_YOUR TASK:_ Among the entries below, count the lines that contain the word "async". Write down only the total.

(Collected data)
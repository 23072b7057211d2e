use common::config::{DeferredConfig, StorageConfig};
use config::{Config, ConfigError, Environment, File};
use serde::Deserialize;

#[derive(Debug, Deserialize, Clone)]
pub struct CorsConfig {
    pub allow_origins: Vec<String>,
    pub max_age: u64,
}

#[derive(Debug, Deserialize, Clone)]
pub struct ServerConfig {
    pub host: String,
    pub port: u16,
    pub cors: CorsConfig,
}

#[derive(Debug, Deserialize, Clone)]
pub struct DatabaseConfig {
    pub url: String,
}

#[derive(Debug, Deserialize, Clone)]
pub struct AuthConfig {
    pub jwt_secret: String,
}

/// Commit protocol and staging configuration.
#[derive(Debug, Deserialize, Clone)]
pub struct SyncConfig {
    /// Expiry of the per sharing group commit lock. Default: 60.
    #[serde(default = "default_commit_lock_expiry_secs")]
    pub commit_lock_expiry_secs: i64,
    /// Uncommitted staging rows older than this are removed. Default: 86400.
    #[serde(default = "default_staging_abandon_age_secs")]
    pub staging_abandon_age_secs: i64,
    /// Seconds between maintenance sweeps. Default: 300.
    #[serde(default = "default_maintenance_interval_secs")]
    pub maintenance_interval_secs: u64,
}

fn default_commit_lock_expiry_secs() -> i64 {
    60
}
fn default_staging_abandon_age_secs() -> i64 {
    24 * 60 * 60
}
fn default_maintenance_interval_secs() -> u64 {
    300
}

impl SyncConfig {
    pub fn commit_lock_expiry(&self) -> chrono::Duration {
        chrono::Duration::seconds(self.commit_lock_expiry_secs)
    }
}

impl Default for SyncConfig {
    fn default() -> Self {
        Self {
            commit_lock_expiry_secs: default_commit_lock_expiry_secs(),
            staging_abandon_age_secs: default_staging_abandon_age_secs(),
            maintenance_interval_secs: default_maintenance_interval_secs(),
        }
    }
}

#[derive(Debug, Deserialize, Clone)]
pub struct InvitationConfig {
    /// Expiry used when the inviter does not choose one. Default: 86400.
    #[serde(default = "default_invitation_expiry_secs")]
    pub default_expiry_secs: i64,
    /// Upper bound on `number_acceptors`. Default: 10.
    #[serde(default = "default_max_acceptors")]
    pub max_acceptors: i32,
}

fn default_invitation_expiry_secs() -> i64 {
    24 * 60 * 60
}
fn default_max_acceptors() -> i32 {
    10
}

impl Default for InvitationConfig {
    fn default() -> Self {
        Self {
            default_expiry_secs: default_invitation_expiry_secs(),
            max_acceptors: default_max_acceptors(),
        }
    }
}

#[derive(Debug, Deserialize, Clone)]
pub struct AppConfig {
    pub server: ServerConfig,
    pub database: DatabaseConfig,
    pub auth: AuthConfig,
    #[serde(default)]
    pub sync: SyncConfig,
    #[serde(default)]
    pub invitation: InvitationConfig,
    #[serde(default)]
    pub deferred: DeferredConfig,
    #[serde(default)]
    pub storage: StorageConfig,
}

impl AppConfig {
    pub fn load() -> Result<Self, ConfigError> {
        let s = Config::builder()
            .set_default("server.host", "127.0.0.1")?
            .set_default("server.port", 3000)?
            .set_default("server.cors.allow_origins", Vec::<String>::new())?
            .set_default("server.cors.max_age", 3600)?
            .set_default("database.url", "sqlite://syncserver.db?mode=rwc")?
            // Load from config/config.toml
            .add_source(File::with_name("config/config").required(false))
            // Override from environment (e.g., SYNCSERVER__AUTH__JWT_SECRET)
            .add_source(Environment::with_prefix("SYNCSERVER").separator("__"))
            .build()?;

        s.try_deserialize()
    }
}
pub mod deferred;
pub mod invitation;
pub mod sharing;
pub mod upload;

* * *

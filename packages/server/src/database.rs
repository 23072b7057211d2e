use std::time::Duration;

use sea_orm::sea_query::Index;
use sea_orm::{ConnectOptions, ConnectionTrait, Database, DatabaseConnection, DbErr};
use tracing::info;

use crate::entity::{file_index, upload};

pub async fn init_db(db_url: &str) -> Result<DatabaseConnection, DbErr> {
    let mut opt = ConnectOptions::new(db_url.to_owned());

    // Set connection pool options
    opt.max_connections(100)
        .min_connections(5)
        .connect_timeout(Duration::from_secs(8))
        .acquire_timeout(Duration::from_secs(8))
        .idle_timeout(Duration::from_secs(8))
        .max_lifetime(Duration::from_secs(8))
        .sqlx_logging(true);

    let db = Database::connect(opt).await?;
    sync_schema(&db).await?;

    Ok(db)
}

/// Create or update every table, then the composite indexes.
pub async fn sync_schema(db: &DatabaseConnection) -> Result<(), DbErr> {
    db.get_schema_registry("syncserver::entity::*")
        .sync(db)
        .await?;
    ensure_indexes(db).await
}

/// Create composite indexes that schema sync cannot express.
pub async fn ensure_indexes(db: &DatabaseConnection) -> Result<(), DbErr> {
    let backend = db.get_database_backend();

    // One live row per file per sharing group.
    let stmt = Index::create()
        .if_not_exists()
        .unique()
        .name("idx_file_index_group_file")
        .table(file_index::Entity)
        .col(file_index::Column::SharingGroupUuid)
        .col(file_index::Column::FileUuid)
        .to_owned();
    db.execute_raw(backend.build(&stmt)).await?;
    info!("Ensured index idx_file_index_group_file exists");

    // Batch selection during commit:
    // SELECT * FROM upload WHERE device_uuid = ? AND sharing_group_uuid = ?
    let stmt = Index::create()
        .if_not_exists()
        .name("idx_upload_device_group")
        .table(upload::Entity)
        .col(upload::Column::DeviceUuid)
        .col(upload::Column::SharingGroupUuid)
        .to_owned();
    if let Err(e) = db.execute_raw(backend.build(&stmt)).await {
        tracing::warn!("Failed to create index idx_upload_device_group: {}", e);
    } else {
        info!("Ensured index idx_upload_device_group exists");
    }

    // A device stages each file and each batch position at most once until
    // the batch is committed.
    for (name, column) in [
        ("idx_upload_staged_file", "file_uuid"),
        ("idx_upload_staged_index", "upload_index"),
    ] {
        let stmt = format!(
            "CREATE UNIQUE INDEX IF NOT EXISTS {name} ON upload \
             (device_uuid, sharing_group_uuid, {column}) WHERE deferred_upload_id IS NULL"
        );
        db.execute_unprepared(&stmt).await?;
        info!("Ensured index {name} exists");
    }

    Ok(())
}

_EXERCISE OUTPUT:_ 3